▶ **Data for this exercise**:
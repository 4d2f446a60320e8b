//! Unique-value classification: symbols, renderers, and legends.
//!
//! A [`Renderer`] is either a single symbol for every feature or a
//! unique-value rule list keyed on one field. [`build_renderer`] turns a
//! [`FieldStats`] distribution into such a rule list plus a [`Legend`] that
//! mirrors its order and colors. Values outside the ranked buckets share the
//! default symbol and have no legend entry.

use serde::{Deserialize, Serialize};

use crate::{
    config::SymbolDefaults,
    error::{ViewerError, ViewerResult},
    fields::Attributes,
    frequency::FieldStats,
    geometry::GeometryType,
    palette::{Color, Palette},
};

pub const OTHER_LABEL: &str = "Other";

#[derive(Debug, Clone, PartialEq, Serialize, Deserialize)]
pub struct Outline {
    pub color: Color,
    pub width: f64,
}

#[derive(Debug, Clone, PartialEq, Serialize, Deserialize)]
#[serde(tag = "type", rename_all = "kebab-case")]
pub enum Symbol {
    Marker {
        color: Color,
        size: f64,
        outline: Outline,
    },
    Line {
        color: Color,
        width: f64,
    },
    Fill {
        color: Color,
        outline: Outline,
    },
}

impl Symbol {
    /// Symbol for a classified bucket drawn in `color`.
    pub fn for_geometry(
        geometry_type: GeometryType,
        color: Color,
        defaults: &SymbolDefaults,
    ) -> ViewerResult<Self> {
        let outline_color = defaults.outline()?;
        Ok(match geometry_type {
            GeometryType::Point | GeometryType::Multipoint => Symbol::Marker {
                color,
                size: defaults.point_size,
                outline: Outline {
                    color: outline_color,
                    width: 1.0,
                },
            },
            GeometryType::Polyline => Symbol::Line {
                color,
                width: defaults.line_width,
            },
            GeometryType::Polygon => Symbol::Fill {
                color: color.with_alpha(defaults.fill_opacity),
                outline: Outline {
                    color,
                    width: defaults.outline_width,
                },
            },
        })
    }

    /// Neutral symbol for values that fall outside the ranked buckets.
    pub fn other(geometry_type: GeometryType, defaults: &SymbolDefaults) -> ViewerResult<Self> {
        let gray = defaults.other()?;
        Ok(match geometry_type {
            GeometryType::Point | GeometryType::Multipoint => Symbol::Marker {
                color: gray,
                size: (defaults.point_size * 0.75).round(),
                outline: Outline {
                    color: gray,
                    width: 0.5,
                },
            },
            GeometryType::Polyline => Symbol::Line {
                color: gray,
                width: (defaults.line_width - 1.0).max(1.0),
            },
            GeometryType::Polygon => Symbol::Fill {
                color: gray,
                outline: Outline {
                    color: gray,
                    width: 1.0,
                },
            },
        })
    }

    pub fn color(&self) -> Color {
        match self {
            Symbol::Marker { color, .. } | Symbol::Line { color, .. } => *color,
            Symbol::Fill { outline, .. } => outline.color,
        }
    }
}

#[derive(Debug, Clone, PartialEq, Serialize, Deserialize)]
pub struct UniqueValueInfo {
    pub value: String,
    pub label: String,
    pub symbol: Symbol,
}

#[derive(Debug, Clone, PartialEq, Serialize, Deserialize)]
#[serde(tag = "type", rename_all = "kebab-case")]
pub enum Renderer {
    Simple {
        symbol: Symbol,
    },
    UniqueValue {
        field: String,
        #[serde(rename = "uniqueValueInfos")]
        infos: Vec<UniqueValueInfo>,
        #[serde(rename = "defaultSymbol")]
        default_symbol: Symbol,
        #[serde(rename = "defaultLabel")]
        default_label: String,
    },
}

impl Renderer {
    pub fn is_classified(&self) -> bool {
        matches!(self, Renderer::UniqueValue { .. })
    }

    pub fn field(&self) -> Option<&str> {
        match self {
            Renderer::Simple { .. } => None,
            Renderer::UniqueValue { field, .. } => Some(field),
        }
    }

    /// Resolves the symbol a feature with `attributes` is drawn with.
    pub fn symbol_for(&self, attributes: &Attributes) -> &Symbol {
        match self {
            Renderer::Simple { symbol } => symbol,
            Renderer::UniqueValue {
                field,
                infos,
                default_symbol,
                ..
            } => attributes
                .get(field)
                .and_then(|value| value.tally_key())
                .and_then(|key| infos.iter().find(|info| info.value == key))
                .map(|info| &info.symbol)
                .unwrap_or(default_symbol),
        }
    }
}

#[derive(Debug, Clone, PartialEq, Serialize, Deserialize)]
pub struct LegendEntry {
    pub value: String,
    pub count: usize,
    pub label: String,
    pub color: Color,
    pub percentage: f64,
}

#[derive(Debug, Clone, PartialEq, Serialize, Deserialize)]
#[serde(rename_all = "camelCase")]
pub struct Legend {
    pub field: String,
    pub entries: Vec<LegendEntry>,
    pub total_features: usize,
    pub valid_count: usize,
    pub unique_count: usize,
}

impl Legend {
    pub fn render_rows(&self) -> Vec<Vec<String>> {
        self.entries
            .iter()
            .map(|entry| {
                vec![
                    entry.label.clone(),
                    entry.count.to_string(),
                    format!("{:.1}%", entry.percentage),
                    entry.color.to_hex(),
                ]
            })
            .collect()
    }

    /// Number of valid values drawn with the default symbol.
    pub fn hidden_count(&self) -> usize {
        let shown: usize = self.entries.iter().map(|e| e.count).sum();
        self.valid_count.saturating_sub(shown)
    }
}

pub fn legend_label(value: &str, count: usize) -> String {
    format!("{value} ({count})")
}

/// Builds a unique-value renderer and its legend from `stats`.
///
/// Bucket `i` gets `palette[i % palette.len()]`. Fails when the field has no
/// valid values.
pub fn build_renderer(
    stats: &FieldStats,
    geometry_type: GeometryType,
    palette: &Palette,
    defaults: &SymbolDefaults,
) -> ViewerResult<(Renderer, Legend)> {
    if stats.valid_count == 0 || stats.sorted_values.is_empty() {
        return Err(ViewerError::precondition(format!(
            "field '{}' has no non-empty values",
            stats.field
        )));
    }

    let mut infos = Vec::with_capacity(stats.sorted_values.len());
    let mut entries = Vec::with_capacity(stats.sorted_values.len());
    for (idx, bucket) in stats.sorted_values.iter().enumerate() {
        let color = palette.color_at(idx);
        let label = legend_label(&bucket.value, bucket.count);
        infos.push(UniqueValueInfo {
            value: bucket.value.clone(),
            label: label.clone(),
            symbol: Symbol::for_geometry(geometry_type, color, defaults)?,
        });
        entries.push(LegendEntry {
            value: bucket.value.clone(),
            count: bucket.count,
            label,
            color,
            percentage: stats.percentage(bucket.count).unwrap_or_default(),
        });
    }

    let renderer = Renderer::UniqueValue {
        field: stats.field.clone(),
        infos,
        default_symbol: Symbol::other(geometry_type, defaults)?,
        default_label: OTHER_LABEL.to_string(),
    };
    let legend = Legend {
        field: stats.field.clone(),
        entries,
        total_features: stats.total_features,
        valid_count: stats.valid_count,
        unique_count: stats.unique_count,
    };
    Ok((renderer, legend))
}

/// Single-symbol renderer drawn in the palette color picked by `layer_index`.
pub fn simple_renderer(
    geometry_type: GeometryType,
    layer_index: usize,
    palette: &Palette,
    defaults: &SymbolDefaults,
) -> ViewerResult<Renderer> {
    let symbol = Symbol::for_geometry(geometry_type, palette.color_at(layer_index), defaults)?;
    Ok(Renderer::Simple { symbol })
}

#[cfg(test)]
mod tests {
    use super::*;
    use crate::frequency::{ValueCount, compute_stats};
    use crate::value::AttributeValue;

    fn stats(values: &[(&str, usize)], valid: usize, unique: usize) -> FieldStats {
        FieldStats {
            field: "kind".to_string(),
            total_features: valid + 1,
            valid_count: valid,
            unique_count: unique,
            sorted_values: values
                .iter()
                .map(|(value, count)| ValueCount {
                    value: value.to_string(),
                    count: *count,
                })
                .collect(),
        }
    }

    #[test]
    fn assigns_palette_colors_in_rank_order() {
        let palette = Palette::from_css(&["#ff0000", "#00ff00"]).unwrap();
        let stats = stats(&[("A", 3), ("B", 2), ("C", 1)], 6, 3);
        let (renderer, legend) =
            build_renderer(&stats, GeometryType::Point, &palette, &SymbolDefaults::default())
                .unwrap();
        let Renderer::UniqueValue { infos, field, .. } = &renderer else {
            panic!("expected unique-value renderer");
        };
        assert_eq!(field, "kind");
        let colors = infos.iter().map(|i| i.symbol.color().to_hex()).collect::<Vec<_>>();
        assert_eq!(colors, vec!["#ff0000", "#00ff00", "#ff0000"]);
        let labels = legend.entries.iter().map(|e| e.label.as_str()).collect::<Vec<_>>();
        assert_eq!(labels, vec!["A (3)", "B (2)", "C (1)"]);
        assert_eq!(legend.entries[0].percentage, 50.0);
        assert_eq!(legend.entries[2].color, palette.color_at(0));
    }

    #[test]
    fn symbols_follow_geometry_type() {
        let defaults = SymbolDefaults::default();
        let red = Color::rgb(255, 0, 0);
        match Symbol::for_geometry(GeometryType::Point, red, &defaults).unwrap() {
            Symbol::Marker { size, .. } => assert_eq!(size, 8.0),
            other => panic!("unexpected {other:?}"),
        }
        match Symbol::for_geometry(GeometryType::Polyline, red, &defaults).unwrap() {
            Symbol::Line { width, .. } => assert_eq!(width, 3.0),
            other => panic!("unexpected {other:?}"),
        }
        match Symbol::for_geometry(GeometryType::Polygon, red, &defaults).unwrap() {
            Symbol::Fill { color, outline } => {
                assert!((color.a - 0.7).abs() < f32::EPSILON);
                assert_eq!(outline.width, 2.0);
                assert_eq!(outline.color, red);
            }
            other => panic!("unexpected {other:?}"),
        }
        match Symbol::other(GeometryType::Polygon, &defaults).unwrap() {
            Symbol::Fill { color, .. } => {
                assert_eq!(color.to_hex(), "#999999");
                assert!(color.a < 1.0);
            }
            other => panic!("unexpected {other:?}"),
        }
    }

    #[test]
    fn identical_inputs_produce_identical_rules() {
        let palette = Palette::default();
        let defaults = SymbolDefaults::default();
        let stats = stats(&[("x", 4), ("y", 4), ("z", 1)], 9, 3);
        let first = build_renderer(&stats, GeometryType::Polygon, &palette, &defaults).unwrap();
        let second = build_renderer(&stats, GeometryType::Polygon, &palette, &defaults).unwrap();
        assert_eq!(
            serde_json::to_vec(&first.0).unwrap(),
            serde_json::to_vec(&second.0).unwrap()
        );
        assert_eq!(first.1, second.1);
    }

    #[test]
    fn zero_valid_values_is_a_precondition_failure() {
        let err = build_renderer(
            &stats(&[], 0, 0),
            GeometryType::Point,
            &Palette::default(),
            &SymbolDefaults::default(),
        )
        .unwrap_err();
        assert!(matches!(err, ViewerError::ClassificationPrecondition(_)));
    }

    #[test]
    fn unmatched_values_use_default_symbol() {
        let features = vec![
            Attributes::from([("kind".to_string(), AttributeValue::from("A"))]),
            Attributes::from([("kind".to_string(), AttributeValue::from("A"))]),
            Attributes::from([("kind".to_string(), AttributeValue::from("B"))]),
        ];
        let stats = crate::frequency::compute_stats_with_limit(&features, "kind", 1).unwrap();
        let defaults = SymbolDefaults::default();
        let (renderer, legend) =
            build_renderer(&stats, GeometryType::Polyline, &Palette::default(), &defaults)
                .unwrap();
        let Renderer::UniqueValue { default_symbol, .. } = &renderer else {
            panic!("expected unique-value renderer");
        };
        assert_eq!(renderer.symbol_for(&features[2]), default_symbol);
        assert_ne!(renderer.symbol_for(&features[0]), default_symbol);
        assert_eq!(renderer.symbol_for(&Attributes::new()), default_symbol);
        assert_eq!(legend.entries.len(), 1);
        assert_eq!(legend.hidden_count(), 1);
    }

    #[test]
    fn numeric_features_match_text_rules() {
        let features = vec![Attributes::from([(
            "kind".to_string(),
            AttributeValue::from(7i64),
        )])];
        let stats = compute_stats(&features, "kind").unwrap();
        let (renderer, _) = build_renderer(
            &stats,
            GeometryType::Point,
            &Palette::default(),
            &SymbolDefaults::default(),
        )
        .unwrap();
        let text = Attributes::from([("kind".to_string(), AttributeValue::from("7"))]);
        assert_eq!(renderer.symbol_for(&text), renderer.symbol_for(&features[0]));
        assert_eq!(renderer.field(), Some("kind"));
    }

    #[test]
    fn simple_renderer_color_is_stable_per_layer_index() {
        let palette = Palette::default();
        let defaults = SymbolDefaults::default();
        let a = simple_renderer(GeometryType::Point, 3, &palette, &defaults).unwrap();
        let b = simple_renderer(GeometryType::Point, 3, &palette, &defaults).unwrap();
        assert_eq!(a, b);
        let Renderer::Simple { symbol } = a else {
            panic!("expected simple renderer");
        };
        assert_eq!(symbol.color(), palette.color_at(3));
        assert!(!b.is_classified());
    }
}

▶ **Assignment**:
Among the entries above, identify all lines with "outside" and copy them.

▶ **Answer for this exercise**:
//! mirrors its order and colors. Values outside the ranked buckets share the
    /// Neutral symbol for values that fall outside the ranked buckets.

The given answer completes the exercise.